I'm a lifelong student and teacher of yoga, as well as a personal trainer and avid weight lifter. I employ yoga to assist me in my goals of building lean muscle while simultaneously increasing my strength. Yoga is also an imperative part of my training sessions with my clients.

Resistance training can dramatically increase your risk of chronic tendonitis, rotator cuff injuries, osteoarthritis and limited range of motion. While resistance training is essential for overall health and wellness, other options should not be ignored.

Yoga enhance the aesthetic of your physique, while increasing your range of motion and flexibility. By doing so, it actually enables you to lift heavier weight. Additionally, most yoga poses are held for longer durations than traditional exercises. This causes your muscles to have isometric contractions which increases your overall muscular endurance.

Lifting weights shortens your muscle fibers, leading to reduced flexibility. In poses like plank, cobra, up-dog and most inversions, you're building great scapular durability, which is a prerequisite for upper body strength training. Exercises like bench press, pull ups and seated row all depend on the serratus anterior, trapezius muscles, etc. in order to perform these exercises.

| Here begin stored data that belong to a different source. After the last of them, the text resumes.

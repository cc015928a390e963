use alloy_primitives::{Bytes, TxKind, B256, U256};
use depfeed_protocol::{user_deposit_source_hash, DepositRequest, LogEntry};

use super::{call_request, test_feed, EOA_CALLER, NON_ZERO_TARGET};
use crate::{DepositLog, Deriver};

const L1_BLOCK_HASH: B256 = B256::repeat_byte(0x01);

#[test]
fn test_drain_preserves_append_order() {
    let mut feed = test_feed();
    for mint in 0..3u64 {
        let request = DepositRequest { value: U256::from(mint), ..call_request() };
        feed.submit_deposit(EOA_CALLER, U256::ZERO, request).unwrap();
    }

    let mut deriver = Deriver::new();
    let derived = deriver.drain(feed.log(), L1_BLOCK_HASH);

    assert_eq!(derived.len(), 3);
    for (index, item) in derived.iter().enumerate() {
        let tx = item.as_ref().unwrap();
        // Order is positional: the record admitted first derives first.
        assert_eq!(tx.mint, U256::from(index as u64));
        assert_eq!(tx.source_hash, user_deposit_source_hash(L1_BLOCK_HASH, index as u64));
        assert_eq!(tx.to, TxKind::Call(NON_ZERO_TARGET));
    }
}

#[test]
fn test_drain_advances_cursor() {
    let mut feed = test_feed();
    feed.submit_deposit(EOA_CALLER, U256::ZERO, call_request()).unwrap();

    let mut deriver = Deriver::new();
    assert_eq!(deriver.drain(feed.log(), L1_BLOCK_HASH).len(), 1);
    assert_eq!(deriver.cursor(), 1);

    // Nothing new: a second pass yields nothing and does not re-derive.
    assert!(deriver.drain(feed.log(), L1_BLOCK_HASH).is_empty());

    feed.submit_deposit(EOA_CALLER, U256::ZERO, call_request()).unwrap();
    let derived = deriver.drain(feed.log(), L1_BLOCK_HASH);
    assert_eq!(derived.len(), 1);
    assert_eq!(
        derived[0].as_ref().unwrap().source_hash,
        user_deposit_source_hash(L1_BLOCK_HASH, 1),
    );
}

#[test]
fn test_resume_from_saved_cursor() {
    let mut feed = test_feed();
    for _ in 0..4 {
        feed.submit_deposit(EOA_CALLER, U256::ZERO, call_request()).unwrap();
    }

    let mut deriver = Deriver::with_cursor(2);
    let derived = deriver.drain(feed.log(), L1_BLOCK_HASH);

    assert_eq!(derived.len(), 2);
    assert_eq!(
        derived[0].as_ref().unwrap().source_hash,
        user_deposit_source_hash(L1_BLOCK_HASH, 2),
    );
}

#[test]
fn test_malformed_entry_is_fatal_for_that_record_only() {
    let mut feed = test_feed();
    feed.submit_deposit(EOA_CALLER, U256::ZERO, call_request()).unwrap();

    // Inject garbage the way a foreign engine version might, then admit a
    // well-formed deposit behind it.
    let mut log = feed.log().clone();
    log.append(LogEntry { topics: vec![B256::repeat_byte(0xaa)], data: Bytes::new() });

    let mut tail_feed = test_feed();
    tail_feed.submit_deposit(EOA_CALLER, U256::ZERO, call_request()).unwrap();
    log.append(tail_feed.log().entries()[0].clone());

    let mut deriver = Deriver::new();
    let derived = deriver.drain(&log, L1_BLOCK_HASH);

    assert_eq!(derived.len(), 3);
    assert!(derived[0].is_ok());
    assert_eq!(derived[1].as_ref().unwrap_err().index, 1);
    assert!(derived[2].is_ok());
    assert_eq!(
        derived[2].as_ref().unwrap().source_hash,
        user_deposit_source_hash(L1_BLOCK_HASH, 2),
    );
}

As someone who has helped train competitive bodybuilders and encouraged many of them to incorporate yoga into their routines, I know the benefits. I challenge any man to take a yoga class. Trust me, it's not as easy or as girly as you think.

Let go of your capacious machismo and allow yourself to experience something gratifying. The countless benefits of yoga extend far beyond gender. Open up to possibility and indulge in opportunity. Be well!